Saved entries
:::::

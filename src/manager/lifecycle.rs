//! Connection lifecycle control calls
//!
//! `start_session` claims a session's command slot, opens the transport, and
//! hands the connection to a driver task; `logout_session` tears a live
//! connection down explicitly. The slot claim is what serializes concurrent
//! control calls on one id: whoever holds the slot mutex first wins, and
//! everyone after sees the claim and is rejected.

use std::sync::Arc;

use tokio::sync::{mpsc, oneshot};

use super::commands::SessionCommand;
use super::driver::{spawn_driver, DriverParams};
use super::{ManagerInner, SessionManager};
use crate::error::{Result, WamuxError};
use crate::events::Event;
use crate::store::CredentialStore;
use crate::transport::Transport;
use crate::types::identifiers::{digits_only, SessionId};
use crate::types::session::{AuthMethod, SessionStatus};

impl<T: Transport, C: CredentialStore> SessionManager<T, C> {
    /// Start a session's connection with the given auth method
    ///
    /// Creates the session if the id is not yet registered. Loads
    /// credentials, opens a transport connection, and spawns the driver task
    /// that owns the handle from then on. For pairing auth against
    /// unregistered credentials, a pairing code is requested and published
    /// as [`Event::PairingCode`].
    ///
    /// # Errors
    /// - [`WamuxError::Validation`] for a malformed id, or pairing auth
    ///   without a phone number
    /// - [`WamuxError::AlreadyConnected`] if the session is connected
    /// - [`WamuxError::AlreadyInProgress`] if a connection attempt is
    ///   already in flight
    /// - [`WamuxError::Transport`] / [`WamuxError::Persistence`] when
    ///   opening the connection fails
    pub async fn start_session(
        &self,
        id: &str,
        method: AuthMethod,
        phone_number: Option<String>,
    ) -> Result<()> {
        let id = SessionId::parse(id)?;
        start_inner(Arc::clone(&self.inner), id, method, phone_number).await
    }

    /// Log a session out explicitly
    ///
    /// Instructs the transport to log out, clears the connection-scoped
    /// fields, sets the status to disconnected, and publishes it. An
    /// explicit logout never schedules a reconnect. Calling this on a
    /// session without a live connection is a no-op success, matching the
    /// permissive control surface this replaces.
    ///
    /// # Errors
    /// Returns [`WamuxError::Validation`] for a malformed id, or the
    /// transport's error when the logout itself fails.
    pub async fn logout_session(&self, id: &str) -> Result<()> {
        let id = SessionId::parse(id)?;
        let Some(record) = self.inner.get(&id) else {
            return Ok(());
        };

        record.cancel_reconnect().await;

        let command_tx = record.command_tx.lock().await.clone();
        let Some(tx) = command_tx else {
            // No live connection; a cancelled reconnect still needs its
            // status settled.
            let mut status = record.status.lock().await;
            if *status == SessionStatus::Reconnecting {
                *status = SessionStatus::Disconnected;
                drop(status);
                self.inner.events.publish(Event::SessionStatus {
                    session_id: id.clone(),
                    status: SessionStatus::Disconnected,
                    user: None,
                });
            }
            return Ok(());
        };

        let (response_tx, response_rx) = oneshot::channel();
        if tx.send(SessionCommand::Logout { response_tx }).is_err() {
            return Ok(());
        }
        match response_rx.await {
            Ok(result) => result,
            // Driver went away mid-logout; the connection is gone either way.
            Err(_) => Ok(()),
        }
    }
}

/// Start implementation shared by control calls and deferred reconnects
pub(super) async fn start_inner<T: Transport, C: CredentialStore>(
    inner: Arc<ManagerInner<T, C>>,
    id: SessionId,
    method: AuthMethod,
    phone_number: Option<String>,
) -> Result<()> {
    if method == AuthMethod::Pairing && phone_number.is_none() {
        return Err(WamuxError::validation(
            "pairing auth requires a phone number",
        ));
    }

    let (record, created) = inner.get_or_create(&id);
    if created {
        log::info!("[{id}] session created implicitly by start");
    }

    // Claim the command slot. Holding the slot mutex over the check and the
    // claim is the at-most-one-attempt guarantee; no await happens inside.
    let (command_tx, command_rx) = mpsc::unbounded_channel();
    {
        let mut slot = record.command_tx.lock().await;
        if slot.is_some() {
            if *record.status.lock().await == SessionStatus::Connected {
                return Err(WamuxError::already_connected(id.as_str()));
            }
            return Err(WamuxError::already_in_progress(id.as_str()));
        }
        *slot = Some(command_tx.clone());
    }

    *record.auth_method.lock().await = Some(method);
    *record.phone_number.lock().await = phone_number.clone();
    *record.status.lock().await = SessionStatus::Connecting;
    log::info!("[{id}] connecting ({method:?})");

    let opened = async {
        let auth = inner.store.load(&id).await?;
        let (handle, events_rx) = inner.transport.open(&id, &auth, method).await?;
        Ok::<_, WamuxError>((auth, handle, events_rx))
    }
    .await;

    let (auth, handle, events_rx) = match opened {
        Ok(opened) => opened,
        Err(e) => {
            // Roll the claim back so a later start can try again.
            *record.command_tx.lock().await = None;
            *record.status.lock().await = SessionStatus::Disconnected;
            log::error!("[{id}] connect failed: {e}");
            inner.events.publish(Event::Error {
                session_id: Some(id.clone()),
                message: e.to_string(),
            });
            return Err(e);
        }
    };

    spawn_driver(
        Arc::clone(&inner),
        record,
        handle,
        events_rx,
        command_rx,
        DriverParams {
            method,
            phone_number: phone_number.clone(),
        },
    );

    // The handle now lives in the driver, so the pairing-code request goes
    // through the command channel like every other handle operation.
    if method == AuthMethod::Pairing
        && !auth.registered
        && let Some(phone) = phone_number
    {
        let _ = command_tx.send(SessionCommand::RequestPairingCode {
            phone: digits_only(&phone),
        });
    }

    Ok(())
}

:::::

What the exercise asks: Which lines of the data above contain "info"? Copy each one.

Solved exercise:
        log::info!("[{id}] session created implicitly by start");
    log::info!("[{id}] connecting ({method:?})");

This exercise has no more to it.